━━━ SUPPLIED INFORMATION ━━━

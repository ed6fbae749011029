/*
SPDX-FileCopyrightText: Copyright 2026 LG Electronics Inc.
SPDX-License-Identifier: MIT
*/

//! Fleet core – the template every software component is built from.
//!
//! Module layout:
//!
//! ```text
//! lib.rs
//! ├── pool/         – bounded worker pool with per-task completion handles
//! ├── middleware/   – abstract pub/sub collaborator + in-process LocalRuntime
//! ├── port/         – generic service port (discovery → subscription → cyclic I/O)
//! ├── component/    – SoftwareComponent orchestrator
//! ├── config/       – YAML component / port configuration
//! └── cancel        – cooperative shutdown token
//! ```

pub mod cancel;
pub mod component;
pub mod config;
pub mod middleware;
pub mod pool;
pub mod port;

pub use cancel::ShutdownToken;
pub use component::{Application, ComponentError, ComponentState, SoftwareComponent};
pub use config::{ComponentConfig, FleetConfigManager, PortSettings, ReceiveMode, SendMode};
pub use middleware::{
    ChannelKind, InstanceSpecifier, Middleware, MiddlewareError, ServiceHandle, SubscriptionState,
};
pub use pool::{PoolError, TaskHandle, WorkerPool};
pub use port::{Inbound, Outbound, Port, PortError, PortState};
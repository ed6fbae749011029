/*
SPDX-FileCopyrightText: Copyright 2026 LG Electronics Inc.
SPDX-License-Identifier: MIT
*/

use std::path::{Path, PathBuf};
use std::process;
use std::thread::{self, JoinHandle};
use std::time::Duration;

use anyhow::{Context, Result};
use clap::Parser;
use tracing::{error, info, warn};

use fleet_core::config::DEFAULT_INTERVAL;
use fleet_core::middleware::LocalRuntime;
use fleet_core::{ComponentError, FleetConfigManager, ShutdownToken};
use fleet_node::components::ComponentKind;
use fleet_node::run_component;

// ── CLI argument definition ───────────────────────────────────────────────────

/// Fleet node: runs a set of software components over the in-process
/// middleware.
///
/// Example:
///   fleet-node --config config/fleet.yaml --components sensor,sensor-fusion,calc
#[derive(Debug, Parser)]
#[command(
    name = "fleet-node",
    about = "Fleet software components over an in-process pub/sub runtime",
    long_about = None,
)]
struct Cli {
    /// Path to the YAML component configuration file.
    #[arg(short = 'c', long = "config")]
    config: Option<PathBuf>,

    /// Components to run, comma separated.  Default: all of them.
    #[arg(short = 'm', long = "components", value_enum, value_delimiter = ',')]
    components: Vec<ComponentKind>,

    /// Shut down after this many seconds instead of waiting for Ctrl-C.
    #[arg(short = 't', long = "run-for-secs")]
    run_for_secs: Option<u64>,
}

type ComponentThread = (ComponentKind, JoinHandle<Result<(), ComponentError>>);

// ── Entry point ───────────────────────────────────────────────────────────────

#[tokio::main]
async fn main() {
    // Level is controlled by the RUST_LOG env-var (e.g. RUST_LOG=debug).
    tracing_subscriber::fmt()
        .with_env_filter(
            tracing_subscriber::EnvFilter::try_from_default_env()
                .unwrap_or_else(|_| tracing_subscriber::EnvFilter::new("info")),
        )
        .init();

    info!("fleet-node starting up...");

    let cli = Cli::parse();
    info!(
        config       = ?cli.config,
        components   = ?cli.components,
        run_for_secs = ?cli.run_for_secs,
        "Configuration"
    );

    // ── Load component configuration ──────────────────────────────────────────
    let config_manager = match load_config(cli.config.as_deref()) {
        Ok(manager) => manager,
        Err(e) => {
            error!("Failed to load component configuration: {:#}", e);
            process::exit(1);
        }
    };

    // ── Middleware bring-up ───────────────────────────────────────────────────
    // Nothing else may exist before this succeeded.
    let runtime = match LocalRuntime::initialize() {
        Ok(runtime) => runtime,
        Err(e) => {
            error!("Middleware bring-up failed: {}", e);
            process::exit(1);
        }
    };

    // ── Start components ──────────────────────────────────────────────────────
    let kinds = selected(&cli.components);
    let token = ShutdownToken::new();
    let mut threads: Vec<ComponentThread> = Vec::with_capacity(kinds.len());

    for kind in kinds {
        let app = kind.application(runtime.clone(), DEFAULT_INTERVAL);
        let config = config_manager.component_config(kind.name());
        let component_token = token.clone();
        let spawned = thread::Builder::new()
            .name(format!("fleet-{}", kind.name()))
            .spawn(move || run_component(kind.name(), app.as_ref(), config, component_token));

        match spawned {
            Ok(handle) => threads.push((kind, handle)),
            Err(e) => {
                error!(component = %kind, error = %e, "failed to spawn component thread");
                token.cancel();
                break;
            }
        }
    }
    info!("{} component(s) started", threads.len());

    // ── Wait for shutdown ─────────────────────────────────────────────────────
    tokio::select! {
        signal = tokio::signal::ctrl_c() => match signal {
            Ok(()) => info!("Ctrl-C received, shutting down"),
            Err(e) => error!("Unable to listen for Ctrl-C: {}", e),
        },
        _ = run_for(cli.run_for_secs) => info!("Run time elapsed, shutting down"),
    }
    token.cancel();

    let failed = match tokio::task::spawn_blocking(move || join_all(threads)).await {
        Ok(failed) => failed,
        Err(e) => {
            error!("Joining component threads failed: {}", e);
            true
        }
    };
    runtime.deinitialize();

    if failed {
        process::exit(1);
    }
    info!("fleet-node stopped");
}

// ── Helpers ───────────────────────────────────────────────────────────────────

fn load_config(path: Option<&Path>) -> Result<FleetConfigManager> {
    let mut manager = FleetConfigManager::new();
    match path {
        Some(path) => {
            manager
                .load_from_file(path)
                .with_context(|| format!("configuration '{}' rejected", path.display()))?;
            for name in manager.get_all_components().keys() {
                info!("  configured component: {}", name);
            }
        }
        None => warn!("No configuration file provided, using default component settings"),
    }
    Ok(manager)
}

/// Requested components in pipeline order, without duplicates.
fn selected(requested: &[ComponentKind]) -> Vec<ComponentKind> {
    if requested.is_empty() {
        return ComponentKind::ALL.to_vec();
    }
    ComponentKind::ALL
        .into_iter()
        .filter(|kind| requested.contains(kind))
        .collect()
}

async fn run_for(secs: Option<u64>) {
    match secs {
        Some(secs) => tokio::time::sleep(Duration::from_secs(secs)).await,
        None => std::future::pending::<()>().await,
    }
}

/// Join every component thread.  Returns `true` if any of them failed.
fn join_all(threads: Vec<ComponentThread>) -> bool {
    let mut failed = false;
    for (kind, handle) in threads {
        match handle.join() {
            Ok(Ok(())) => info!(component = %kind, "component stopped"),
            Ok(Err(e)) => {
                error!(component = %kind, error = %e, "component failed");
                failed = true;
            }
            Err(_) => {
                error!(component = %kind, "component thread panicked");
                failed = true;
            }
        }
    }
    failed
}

━━━

## INSTRUCTIONS FOR THE TASK
Would you give the data above again, exactly as written?

## THE COMPLETED TASK
repository ed6fbae749011029
/*
SPDX-FileCopyrightText: Copyright 2026 LG Electronics Inc.
SPDX-License-Identifier: MIT
*/

//! Fleet core – the template every software component is built from.
//!
//! Module layout:
//!
//! ```text
//! lib.rs
//! ├── pool/         – bounded worker pool with per-task completion handles
//! ├── middleware/   – abstract pub/sub collaborator + in-process LocalRuntime
//! ├── port/         – generic service port (discovery → subscription → cyclic I/O)
//! ├── component/    – SoftwareComponent orchestrator
//! ├── config/       – YAML component / port configuration
//! └── cancel        – cooperative shutdown token
//! ```

pub mod cancel;
pub mod component;
pub mod config;
pub mod middleware;
pub mod pool;
pub mod port;

pub use cancel::ShutdownToken;
pub use component::{Application, ComponentError, ComponentState, SoftwareComponent};
pub use config::{ComponentConfig, FleetConfigManager, PortSettings, ReceiveMode, SendMode};
pub use middleware::{
    ChannelKind, InstanceSpecifier, Middleware, MiddlewareError, ServiceHandle, SubscriptionState,
};
pub use pool::{PoolError, TaskHandle, WorkerPool};
pub use port::{Inbound, Outbound, Port, PortError, PortState};
repository ed6fbae749011029
/*
SPDX-FileCopyrightText: Copyright 2026 LG Electronics Inc.
SPDX-License-Identifier: MIT
*/

use std::path::{Path, PathBuf};
use std::process;
use std::thread::{self, JoinHandle};
use std::time::Duration;

use anyhow::{Context, Result};
use clap::Parser;
use tracing::{error, info, warn};

use fleet_core::config::DEFAULT_INTERVAL;
use fleet_core::middleware::LocalRuntime;
use fleet_core::{ComponentError, FleetConfigManager, ShutdownToken};
use fleet_node::components::ComponentKind;
use fleet_node::run_component;

// ── CLI argument definition ───────────────────────────────────────────────────

/// Fleet node: runs a set of software components over the in-process
/// middleware.
///
/// Example:
///   fleet-node --config config/fleet.yaml --components sensor,sensor-fusion,calc
#[derive(Debug, Parser)]
#[command(
    name = "fleet-node",
    about = "Fleet software components over an in-process pub/sub runtime",
    long_about = None,
)]
struct Cli {
    /// Path to the YAML component configuration file.
    #[arg(short = 'c', long = "config")]
    config: Option<PathBuf>,

    /// Components to run, comma separated.  Default: all of them.
    #[arg(short = 'm', long = "components", value_enum, value_delimiter = ',')]
    components: Vec<ComponentKind>,

    /// Shut down after this many seconds instead of waiting for Ctrl-C.
    #[arg(short = 't', long = "run-for-secs")]
    run_for_secs: Option<u64>,
}

type ComponentThread = (ComponentKind, JoinHandle<Result<(), ComponentError>>);

// ── Entry point ───────────────────────────────────────────────────────────────

#[tokio::main]
async fn main() {
    // Level is controlled by the RUST_LOG env-var (e.g. RUST_LOG=debug).
    tracing_subscriber::fmt()
        .with_env_filter(
            tracing_subscriber::EnvFilter::try_from_default_env()
                .unwrap_or_else(|_| tracing_subscriber::EnvFilter::new("info")),
        )
        .init();

    info!("fleet-node starting up...");

    let cli = Cli::parse();
    info!(
        config       = ?cli.config,
        components   = ?cli.components,
        run_for_secs = ?cli.run_for_secs,
        "Configuration"
    );

    // ── Load component configuration ──────────────────────────────────────────
    let config_manager = match load_config(cli.config.as_deref()) {
        Ok(manager) => manager,
        Err(e) => {
            error!("Failed to load component configuration: {:#}", e);
            process::exit(1);
        }
    };

    // ── Middleware bring-up ───────────────────────────────────────────────────
    // Nothing else may exist before this succeeded.
    let runtime = match LocalRuntime::initialize() {
        Ok(runtime) => runtime,
        Err(e) => {
            error!("Middleware bring-up failed: {}", e);
            process::exit(1);
        }
    };

    // ── Start components ──────────────────────────────────────────────────────
    let kinds = selected(&cli.components);
    let token = ShutdownToken::new();
    let mut threads: Vec<ComponentThread> = Vec::with_capacity(kinds.len());

    for kind in kinds {
        let app = kind.application(runtime.clone(), DEFAULT_INTERVAL);
        let config = config_manager.component_config(kind.name());
        let component_token = token.clone();
        let spawned = thread::Builder::new()
            .name(format!("fleet-{}", kind.name()))
            .spawn(move || run_component(kind.name(), app.as_ref(), config, component_token));

        match spawned {
            Ok(handle) => threads.push((kind, handle)),
            Err(e) => {
                error!(component = %kind, error = %e, "failed to spawn component thread");
                token.cancel();
                break;
            }
        }
    }
    info!("{} component(s) started", threads.len());

    // ── Wait for shutdown ─────────────────────────────────────────────────────
    tokio::select! {
        signal = tokio::signal::ctrl_c() => match signal {
            Ok(()) => info!("Ctrl-C received, shutting down"),
            Err(e) => error!("Unable to listen for Ctrl-C: {}", e),
        },
        _ = run_for(cli.run_for_secs) => info!("Run time elapsed, shutting down"),
    }
    token.cancel();

    let failed = match tokio::task::spawn_blocking(move || join_all(threads)).await {
        Ok(failed) => failed,
        Err(e) => {
            error!("Joining component threads failed: {}", e);
            true
        }
    };
    runtime.deinitialize();

    if failed {
        process::exit(1);
    }
    info!("fleet-node stopped");
}

// ── Helpers ───────────────────────────────────────────────────────────────────

fn load_config(path: Option<&Path>) -> Result<FleetConfigManager> {
    let mut manager = FleetConfigManager::new();
    match path {
        Some(path) => {
            manager
                .load_from_file(path)
                .with_context(|| format!("configuration '{}' rejected", path.display()))?;
            for name in manager.get_all_components().keys() {
                info!("  configured component: {}", name);
            }
        }
        None => warn!("No configuration file provided, using default component settings"),
    }
    Ok(manager)
}

/// Requested components in pipeline order, without duplicates.
fn selected(requested: &[ComponentKind]) -> Vec<ComponentKind> {
    if requested.is_empty() {
        return ComponentKind::ALL.to_vec();
    }
    ComponentKind::ALL
        .into_iter()
        .filter(|kind| requested.contains(kind))
        .collect()
}

async fn run_for(secs: Option<u64>) {
    match secs {
        Some(secs) => tokio::time::sleep(Duration::from_secs(secs)).await,
        None => std::future::pending::<()>().await,
    }
}

/// Join every component thread.  Returns `true` if any of them failed.
fn join_all(threads: Vec<ComponentThread>) -> bool {
    let mut failed = false;
    for (kind, handle) in threads {
        match handle.join() {
            Ok(Ok(())) => info!(component = %kind, "component stopped"),
            Ok(Err(e)) => {
                error!(component = %kind, error = %e, "component failed");
                failed = true;
            }
            Err(_) => {
                error!(component = %kind, "component thread panicked");
                failed = true;
            }
        }
    }
    failed
}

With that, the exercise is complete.